### [EXERCISE DATA]

=== Begin Enclosure ===

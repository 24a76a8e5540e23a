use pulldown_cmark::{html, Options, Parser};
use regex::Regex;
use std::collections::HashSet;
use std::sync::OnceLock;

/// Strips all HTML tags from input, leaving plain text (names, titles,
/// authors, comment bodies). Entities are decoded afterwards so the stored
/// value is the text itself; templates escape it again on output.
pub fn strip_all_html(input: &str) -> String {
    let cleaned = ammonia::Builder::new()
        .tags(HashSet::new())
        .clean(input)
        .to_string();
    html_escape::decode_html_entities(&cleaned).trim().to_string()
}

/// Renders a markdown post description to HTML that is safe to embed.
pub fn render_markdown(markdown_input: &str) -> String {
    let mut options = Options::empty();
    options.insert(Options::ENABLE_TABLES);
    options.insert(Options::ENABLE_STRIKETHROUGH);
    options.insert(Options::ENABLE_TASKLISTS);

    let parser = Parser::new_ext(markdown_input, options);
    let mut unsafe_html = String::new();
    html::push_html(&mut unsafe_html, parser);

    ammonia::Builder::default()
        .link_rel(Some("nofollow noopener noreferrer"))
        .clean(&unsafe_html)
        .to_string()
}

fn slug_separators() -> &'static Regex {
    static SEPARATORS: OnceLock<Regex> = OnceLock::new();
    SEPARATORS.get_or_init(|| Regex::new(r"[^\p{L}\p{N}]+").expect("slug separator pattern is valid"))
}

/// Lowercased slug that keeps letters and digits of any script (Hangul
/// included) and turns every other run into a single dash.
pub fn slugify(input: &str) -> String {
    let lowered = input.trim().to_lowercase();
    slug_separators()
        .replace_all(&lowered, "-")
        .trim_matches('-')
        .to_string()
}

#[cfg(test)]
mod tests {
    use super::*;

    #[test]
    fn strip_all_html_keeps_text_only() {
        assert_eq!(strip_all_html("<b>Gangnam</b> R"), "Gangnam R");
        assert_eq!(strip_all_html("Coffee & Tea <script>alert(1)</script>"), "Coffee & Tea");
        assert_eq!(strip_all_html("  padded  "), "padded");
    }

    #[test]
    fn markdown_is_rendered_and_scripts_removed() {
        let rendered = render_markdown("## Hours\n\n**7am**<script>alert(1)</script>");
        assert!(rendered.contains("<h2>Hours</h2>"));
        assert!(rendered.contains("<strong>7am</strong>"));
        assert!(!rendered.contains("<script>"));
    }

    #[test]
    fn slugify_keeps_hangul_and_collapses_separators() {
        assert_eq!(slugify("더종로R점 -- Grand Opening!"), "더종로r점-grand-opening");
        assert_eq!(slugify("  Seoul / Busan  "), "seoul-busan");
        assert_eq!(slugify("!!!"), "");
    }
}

=== End Enclosure ===

### [WHAT YOU WILL DO]
What is asked for is an exact copy of the lines above from the one containing "Strips all HTML" through the one containing "ammonia::Builder::default()", and only those.

### [RESULT OF THIS TASK]
/// Strips all HTML tags from input, leaving plain text (names, titles,
/// authors, comment bodies). Entities are decoded afterwards so the stored
/// value is the text itself; templates escape it again on output.
pub fn strip_all_html(input: &str) -> String {
    let cleaned = ammonia::Builder::new()
        .tags(HashSet::new())
        .clean(input)
        .to_string();
    html_escape::decode_html_entities(&cleaned).trim().to_string()
}

/// Renders a markdown post description to HTML that is safe to embed.
pub fn render_markdown(markdown_input: &str) -> String {
    let mut options = Options::empty();
    options.insert(Options::ENABLE_TABLES);
    options.insert(Options::ENABLE_STRIKETHROUGH);
    options.insert(Options::ENABLE_TASKLISTS);

    let parser = Parser::new_ext(markdown_input, options);
    let mut unsafe_html = String::new();
    html::push_html(&mut unsafe_html, parser);

    ammonia::Builder::default()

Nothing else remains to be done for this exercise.